Maize prices rise 83% on the back of armyworm invasion

The continued devastation by armyworms of the nation’s maize crop, a key input in many manufacturing companies and the poultry industry, has pushed maize prices to a one year high, say farmers.

According to Novus Agro, an agro commodity price tracker, a metric ton of maize now sells for N183,130 in Lagos, as against N100,000 per ton in June last year, before the armyworm outbreak in July. This shows an 83 percent increase in maize prices.
BusinessDay findings show that the price of dry maize has remained at an average of N140,000 per ton, across the country, since July 2016.
As a result, poultry farmers, producers of feeds, flour, noodles, biscuits, brewers, starch, confectioners, among others, who use maize as a raw material at factories, have been hard hit by the price increase, as this has shot-up their production cost.
“The armyworm infestation, which affected a lot of farmlands in the South-West is still ravaging farmlands, especially in the Northern region now,” said Tunji Ademola, national president, Maize Association of Nigeria (MAN) told BusinessDay in a telephone response to questions.
“Farmers are putting measures in place to ensure their farms are not affected by the outbreak so as not to suffer a loss on their investments,” Ademola said.
He stated that the government has not done enough in helping farmers combat the pest, saying that despite that chemicals and insecticides were procured by government, farmers are yet to get any to fight the outbreak.
A total of 22 states have been affected out of the country’s 36 states, since the outbreak was recorded last June and is currently ravaging maize farmland in Funtua-Kastina State, according to a wire report.
Many losses have been incurred in the affected states and farmers have predicted another decline in the country’s 2017 maize production.
Nigeria is Africa’s second largest maize producer, after South Africa, churning out about 10.5 million metric tons per annum, with a demand of 15 million metric tons per annum, leaving a supply-demand gap of 4.5 million tons per annum, according to data from the Federal Ministry of Agriculture.
Maize is the leading cereal grown in Nigeria, closely followed by sorghum and rice.
Afioluwa Mogaji, chief executive officer, X-ray Farms, said the outbreak of the armyworm since last year, has affected the availability of dry maize in the market.
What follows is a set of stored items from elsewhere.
//! Shared utilities for integration tests.

#![allow(dead_code)]

use std::future::Future;
use std::net::SocketAddr;
use std::sync::atomic::{AtomicU32, Ordering};
use std::sync::Arc;

use axum::http::StatusCode;
use axum::routing::any;
use axum::Router;
use load_router::config::{BackendConfig, RouterConfig};
use load_router::http::AppState;
use load_router::lifecycle::Shutdown;
use load_router::HttpServer;
use tokio::net::TcpListener;
use tokio::sync::mpsc;

/// A mock backend and the number of requests it has served.
pub struct MockBackend {
    pub addr: SocketAddr,
    pub hits: Arc<AtomicU32>,
}

impl MockBackend {
    pub fn hits(&self) -> u32 {
        self.hits.load(Ordering::SeqCst)
    }
}

/// Serve `app` on an ephemeral local port.
pub async fn spawn_backend(app: Router) -> SocketAddr {
    let listener = TcpListener::bind("127.0.0.1:0").await.unwrap();
    let addr = listener.local_addr().unwrap();
    tokio::spawn(async move {
        let _ = axum::serve(listener, app).await;
    });
    addr
}

/// Start a backend whose response is computed from the zero-based hit index.
pub async fn start_programmable_backend<F, Fut>(f: F) -> MockBackend
where
    F: Fn(u32) -> Fut + Clone + Send + Sync + 'static,
    Fut: Future<Output = (u16, String)> + Send + 'static,
{
    let hits = Arc::new(AtomicU32::new(0));
    let counter = hits.clone();
    let handler = move || {
        let counter = counter.clone();
        let f = f.clone();
        async move {
            let n = counter.fetch_add(1, Ordering::SeqCst);
            let (status, body) = f(n).await;
            (StatusCode::from_u16(status).unwrap(), body)
        }
    };
    let app = Router::new()
        .route("/", any(handler.clone()))
        .route("/{*path}", any(handler));
    let addr = spawn_backend(app).await;
    MockBackend { addr, hits }
}

/// Start a backend that always answers `status` with `body`.
pub async fn start_mock_backend(status: u16, body: &'static str) -> MockBackend {
    start_programmable_backend(move |_| async move { (status, body.to_string()) }).await
}

/// An address nothing is listening on.
pub fn dead_address() -> SocketAddr {
    let listener = std::net::TcpListener::bind("127.0.0.1:0").unwrap();
    listener.local_addr().unwrap()
}

/// Router config with the given backends and no retry delay.
pub fn config_with(backends: &[(&str, SocketAddr)]) -> RouterConfig {
    let mut config = RouterConfig::default();
    config.listener.bind_address = "127.0.0.1:0".to_string();
    config.backends = backends
        .iter()
        .map(|(id, addr)| BackendConfig {
            id: id.to_string(),
            address: format!("http://{addr}"),
        })
        .collect();
    config.health_check.enabled = false;
    config
}

/// A running router instance.
pub struct TestRouter {
    pub addr: SocketAddr,
    pub state: AppState,
    pub shutdown: Shutdown,
    pub config_tx: mpsc::UnboundedSender<RouterConfig>,
}

impl TestRouter {
    pub fn url(&self, path: &str) -> String {
        format!("http://{}{}", self.addr, path)
    }
}

impl Drop for TestRouter {
    fn drop(&mut self) {
        self.shutdown.trigger();
    }
}

pub async fn start_router(config: RouterConfig) -> TestRouter {
    let server = HttpServer::new(config);
    let state = server.state().clone();
    let listener = TcpListener::bind("127.0.0.1:0").await.unwrap();
    let addr = listener.local_addr().unwrap();

    let shutdown = Shutdown::new();
    let (config_tx, config_updates) = mpsc::unbounded_channel();
    let server_shutdown = shutdown.subscribe();
    tokio::spawn(async move {
        let _ = server.run(listener, config_updates, server_shutdown).await;
    });

    TestRouter {
        addr,
        state,
        shutdown,
        config_tx,
    }
}

pub fn client() -> reqwest::Client {
    reqwest::Client::builder()
        .pool_max_idle_per_host(0)
        .no_proxy()
        .build()
        .unwrap()
}
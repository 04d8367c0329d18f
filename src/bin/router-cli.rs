use clap::{Parser, Subcommand};
use reqwest::header::{HeaderMap, HeaderValue, AUTHORIZATION};
use serde_json::{json, Value};

#[derive(Parser)]
#[command(name = "router-cli")]
#[command(about = "Management CLI for load-router", long_about = None)]
struct Cli {
    /// Admin API base URL.
    #[arg(short, long, default_value = "http://127.0.0.1:8079")]
    url: String,

    /// Admin API key.
    #[arg(short, long, default_value = "CHANGE_ME_IN_PRODUCTION")]
    key: String,

    #[command(subcommand)]
    command: Commands,
}

#[derive(Subcommand)]
enum Commands {
    /// Check router status
    Status,
    /// List backends with load and circuit state
    Backends,
    /// Register a backend
    Add {
        id: String,
        address: String,
    },
    /// Deregister a backend
    Remove {
        id: String,
    },
}

#[tokio::main]
async fn main() -> Result<(), Box<dyn std::error::Error>> {
    let cli = Cli::parse();
    let client = reqwest::Client::new();
    let base = cli.url.trim_end_matches('/');

    let mut headers = HeaderMap::new();
    headers.insert(
        AUTHORIZATION,
        HeaderValue::from_str(&format!("Bearer {}", cli.key))?,
    );

    let res = match cli.command {
        Commands::Status => {
            client.get(format!("{base}/admin/status"))
                .headers(headers)
                .send()
                .await?
        }
        Commands::Backends => {
            client.get(format!("{base}/admin/backends"))
                .headers(headers)
                .send()
                .await?
        }
        Commands::Add { id, address } => {
            client.post(format!("{base}/admin/backends"))
                .headers(headers)
                .json(&json!({ "id": id, "address": address }))
                .send()
                .await?
        }
        Commands::Remove { id } => {
            client.delete(format!("{base}/admin/backends/{id}"))
                .headers(headers)
                .send()
                .await?
        }
    };
    print_response(res).await
}

async fn print_response(res: reqwest::Response) -> Result<(), Box<dyn std::error::Error>> {
    let status = res.status();
    if !status.is_success() {
        eprintln!("Error: Admin API returned status {}", status);
        if let Ok(text) = res.text().await {
            eprintln!("Response: {}", text);
        }
        std::process::exit(1);
    }

    let text = res.text().await?;
    if text.is_empty() {
        println!("{}", status);
        return Ok(());
    }
    let json: Value = serde_json::from_str(&text)?;
    println!("{}", serde_json::to_string_pretty(&json)?);
    Ok(())
}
“The demand for dry maize is still very high and that is why the prices have remained high too,” said Mogaji.
He stated that most farmers could not manage the armyworm outbreak, adding that extension agents who are supposed to educate them are currently unavailable.
Armyworm, a pest, is part of the order of Lepidoptera and wreaks havoc on crops if left to multiply. Its name is derived from its feeding habits and it eats up the stems of crops, as well as the leaves.
Scientists are still unravelling the armyworm infestation in the country.
Sam Ajala, maize breeder at the International Institute of Tropical Agriculture (IITA), who has been working on armyworm control, disclosed that although its infestation has not been recorded as attaining such a damaging level before now, the present situation has presented opportunities for a lasting control.
A total of N8.3 billion worth of maize was imported into the country in first quarter 2017, with the bulk of it from the United States.